- [Information]:
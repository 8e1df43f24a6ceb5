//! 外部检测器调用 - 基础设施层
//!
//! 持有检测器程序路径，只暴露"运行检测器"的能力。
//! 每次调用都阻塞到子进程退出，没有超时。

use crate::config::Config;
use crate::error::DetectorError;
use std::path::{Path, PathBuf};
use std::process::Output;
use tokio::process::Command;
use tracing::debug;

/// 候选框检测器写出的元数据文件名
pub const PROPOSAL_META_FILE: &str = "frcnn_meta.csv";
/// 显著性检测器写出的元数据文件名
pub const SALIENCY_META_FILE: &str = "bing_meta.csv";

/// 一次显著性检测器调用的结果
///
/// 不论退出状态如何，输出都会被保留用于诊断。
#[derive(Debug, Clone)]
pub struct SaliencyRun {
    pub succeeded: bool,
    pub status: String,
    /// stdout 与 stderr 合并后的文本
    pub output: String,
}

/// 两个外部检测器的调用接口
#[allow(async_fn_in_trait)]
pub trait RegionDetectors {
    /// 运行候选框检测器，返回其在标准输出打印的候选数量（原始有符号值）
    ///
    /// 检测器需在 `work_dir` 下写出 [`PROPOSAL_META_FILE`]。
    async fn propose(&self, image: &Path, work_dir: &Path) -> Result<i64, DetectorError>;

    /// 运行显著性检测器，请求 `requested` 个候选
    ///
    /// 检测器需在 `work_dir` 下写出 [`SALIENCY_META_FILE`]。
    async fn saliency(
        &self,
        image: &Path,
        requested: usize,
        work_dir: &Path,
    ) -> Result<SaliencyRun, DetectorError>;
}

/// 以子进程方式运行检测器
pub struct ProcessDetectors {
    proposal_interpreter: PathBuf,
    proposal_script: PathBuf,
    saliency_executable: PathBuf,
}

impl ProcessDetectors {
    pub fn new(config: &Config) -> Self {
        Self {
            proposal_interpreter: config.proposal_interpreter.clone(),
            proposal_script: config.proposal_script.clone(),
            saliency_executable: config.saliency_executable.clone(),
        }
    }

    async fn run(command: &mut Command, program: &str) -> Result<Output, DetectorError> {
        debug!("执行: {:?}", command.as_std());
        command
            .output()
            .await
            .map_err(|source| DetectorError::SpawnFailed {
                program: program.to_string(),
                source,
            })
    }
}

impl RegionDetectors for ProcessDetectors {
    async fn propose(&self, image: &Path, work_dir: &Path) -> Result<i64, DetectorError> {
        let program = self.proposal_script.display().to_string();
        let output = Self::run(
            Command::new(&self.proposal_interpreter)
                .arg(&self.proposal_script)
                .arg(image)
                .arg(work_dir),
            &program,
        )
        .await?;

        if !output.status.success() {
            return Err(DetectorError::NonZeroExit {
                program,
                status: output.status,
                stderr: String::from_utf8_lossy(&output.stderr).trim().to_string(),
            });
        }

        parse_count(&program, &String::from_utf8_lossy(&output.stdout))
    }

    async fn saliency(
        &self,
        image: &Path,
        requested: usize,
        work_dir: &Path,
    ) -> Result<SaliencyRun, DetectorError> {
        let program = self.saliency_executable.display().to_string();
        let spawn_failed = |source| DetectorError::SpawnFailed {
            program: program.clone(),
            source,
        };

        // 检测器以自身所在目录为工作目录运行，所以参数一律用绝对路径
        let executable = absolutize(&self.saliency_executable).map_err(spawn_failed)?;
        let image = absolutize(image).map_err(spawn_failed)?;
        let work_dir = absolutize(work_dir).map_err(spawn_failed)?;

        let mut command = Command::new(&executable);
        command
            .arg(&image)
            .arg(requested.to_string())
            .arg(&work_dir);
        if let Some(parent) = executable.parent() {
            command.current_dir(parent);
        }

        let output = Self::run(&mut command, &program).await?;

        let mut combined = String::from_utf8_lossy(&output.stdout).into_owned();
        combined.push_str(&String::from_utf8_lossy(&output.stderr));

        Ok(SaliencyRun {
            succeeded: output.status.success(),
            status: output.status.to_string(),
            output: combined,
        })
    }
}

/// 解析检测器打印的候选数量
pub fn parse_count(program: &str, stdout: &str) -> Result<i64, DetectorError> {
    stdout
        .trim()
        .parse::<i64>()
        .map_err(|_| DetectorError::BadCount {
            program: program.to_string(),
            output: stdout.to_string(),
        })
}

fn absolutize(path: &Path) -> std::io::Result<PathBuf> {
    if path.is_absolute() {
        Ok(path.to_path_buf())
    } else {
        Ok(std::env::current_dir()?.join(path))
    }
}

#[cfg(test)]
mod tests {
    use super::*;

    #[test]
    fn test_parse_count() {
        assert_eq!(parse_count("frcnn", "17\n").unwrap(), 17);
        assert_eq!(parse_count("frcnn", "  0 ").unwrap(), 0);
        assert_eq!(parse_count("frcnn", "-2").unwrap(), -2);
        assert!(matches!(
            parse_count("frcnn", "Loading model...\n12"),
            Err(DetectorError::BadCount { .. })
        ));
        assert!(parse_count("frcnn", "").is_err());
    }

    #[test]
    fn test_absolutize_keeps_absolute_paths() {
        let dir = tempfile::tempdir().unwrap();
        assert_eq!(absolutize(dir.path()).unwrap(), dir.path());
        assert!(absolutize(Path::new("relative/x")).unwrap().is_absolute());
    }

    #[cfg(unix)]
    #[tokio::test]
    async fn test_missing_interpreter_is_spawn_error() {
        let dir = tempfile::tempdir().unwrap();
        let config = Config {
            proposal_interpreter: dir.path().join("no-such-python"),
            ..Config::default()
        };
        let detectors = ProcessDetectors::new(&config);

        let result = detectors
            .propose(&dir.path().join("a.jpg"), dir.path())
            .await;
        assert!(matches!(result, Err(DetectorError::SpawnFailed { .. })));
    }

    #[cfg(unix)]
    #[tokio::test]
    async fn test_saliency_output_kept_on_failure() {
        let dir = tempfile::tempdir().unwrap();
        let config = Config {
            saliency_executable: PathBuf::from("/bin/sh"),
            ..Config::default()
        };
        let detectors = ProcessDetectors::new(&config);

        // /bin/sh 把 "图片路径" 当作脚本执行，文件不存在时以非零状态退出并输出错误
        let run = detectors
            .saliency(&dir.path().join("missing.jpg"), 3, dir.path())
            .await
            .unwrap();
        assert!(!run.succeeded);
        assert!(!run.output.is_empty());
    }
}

- [Exercise instructions]:
Please give the material above once more, unchanged.

- [Answer to the exercise]:
repository 8e1df43f24a6ceb5
//! 外部检测器调用 - 基础设施层
//!
//! 持有检测器程序路径，只暴露"运行检测器"的能力。
//! 每次调用都阻塞到子进程退出，没有超时。

use crate::config::Config;
use crate::error::DetectorError;
use std::path::{Path, PathBuf};
use std::process::Output;
use tokio::process::Command;
use tracing::debug;

/// 候选框检测器写出的元数据文件名
pub const PROPOSAL_META_FILE: &str = "frcnn_meta.csv";
/// 显著性检测器写出的元数据文件名
pub const SALIENCY_META_FILE: &str = "bing_meta.csv";

/// 一次显著性检测器调用的结果
///
/// 不论退出状态如何，输出都会被保留用于诊断。
#[derive(Debug, Clone)]
pub struct SaliencyRun {
    pub succeeded: bool,
    pub status: String,
    /// stdout 与 stderr 合并后的文本
    pub output: String,
}

/// 两个外部检测器的调用接口
#[allow(async_fn_in_trait)]
pub trait RegionDetectors {
    /// 运行候选框检测器，返回其在标准输出打印的候选数量（原始有符号值）
    ///
    /// 检测器需在 `work_dir` 下写出 [`PROPOSAL_META_FILE`]。
    async fn propose(&self, image: &Path, work_dir: &Path) -> Result<i64, DetectorError>;

    /// 运行显著性检测器，请求 `requested` 个候选
    ///
    /// 检测器需在 `work_dir` 下写出 [`SALIENCY_META_FILE`]。
    async fn saliency(
        &self,
        image: &Path,
        requested: usize,
        work_dir: &Path,
    ) -> Result<SaliencyRun, DetectorError>;
}

/// 以子进程方式运行检测器
pub struct ProcessDetectors {
    proposal_interpreter: PathBuf,
    proposal_script: PathBuf,
    saliency_executable: PathBuf,
}

impl ProcessDetectors {
    pub fn new(config: &Config) -> Self {
        Self {
            proposal_interpreter: config.proposal_interpreter.clone(),
            proposal_script: config.proposal_script.clone(),
            saliency_executable: config.saliency_executable.clone(),
        }
    }

    async fn run(command: &mut Command, program: &str) -> Result<Output, DetectorError> {
        debug!("执行: {:?}", command.as_std());
        command
            .output()
            .await
            .map_err(|source| DetectorError::SpawnFailed {
                program: program.to_string(),
                source,
            })
    }
}

impl RegionDetectors for ProcessDetectors {
    async fn propose(&self, image: &Path, work_dir: &Path) -> Result<i64, DetectorError> {
        let program = self.proposal_script.display().to_string();
        let output = Self::run(
            Command::new(&self.proposal_interpreter)
                .arg(&self.proposal_script)
                .arg(image)
                .arg(work_dir),
            &program,
        )
        .await?;

        if !output.status.success() {
            return Err(DetectorError::NonZeroExit {
                program,
                status: output.status,
                stderr: String::from_utf8_lossy(&output.stderr).trim().to_string(),
            });
        }

        parse_count(&program, &String::from_utf8_lossy(&output.stdout))
    }

    async fn saliency(
        &self,
        image: &Path,
        requested: usize,
        work_dir: &Path,
    ) -> Result<SaliencyRun, DetectorError> {
        let program = self.saliency_executable.display().to_string();
        let spawn_failed = |source| DetectorError::SpawnFailed {
            program: program.clone(),
            source,
        };

        // 检测器以自身所在目录为工作目录运行，所以参数一律用绝对路径
        let executable = absolutize(&self.saliency_executable).map_err(spawn_failed)?;
        let image = absolutize(image).map_err(spawn_failed)?;
        let work_dir = absolutize(work_dir).map_err(spawn_failed)?;

        let mut command = Command::new(&executable);
        command
            .arg(&image)
            .arg(requested.to_string())
            .arg(&work_dir);
        if let Some(parent) = executable.parent() {
            command.current_dir(parent);
        }

        let output = Self::run(&mut command, &program).await?;

        let mut combined = String::from_utf8_lossy(&output.stdout).into_owned();
        combined.push_str(&String::from_utf8_lossy(&output.stderr));

        Ok(SaliencyRun {
            succeeded: output.status.success(),
            status: output.status.to_string(),
            output: combined,
        })
    }
}

/// 解析检测器打印的候选数量
pub fn parse_count(program: &str, stdout: &str) -> Result<i64, DetectorError> {
    stdout
        .trim()
        .parse::<i64>()
        .map_err(|_| DetectorError::BadCount {
            program: program.to_string(),
            output: stdout.to_string(),
        })
}

fn absolutize(path: &Path) -> std::io::Result<PathBuf> {
    if path.is_absolute() {
        Ok(path.to_path_buf())
    } else {
        Ok(std::env::current_dir()?.join(path))
    }
}

#[cfg(test)]
mod tests {
    use super::*;

    #[test]
    fn test_parse_count() {
        assert_eq!(parse_count("frcnn", "17\n").unwrap(), 17);
        assert_eq!(parse_count("frcnn", "  0 ").unwrap(), 0);
        assert_eq!(parse_count("frcnn", "-2").unwrap(), -2);
        assert!(matches!(
            parse_count("frcnn", "Loading model...\n12"),
            Err(DetectorError::BadCount { .. })
        ));
        assert!(parse_count("frcnn", "").is_err());
    }

    #[test]
    fn test_absolutize_keeps_absolute_paths() {
        let dir = tempfile::tempdir().unwrap();
        assert_eq!(absolutize(dir.path()).unwrap(), dir.path());
        assert!(absolutize(Path::new("relative/x")).unwrap().is_absolute());
    }

    #[cfg(unix)]
    #[tokio::test]
    async fn test_missing_interpreter_is_spawn_error() {
        let dir = tempfile::tempdir().unwrap();
        let config = Config {
            proposal_interpreter: dir.path().join("no-such-python"),
            ..Config::default()
        };
        let detectors = ProcessDetectors::new(&config);

        let result = detectors
            .propose(&dir.path().join("a.jpg"), dir.path())
            .await;
        assert!(matches!(result, Err(DetectorError::SpawnFailed { .. })));
    }

    #[cfg(unix)]
    #[tokio::test]
    async fn test_saliency_output_kept_on_failure() {
        let dir = tempfile::tempdir().unwrap();
        let config = Config {
            saliency_executable: PathBuf::from("/bin/sh"),
            ..Config::default()
        };
        let detectors = ProcessDetectors::new(&config);

        // /bin/sh 把 "图片路径" 当作脚本执行，文件不存在时以非零状态退出并输出错误
        let run = detectors
            .saliency(&dir.path().join("missing.jpg"), 3, dir.path())
            .await
            .unwrap();
        assert!(!run.succeeded);
        assert!(!run.output.is_empty());
    }
}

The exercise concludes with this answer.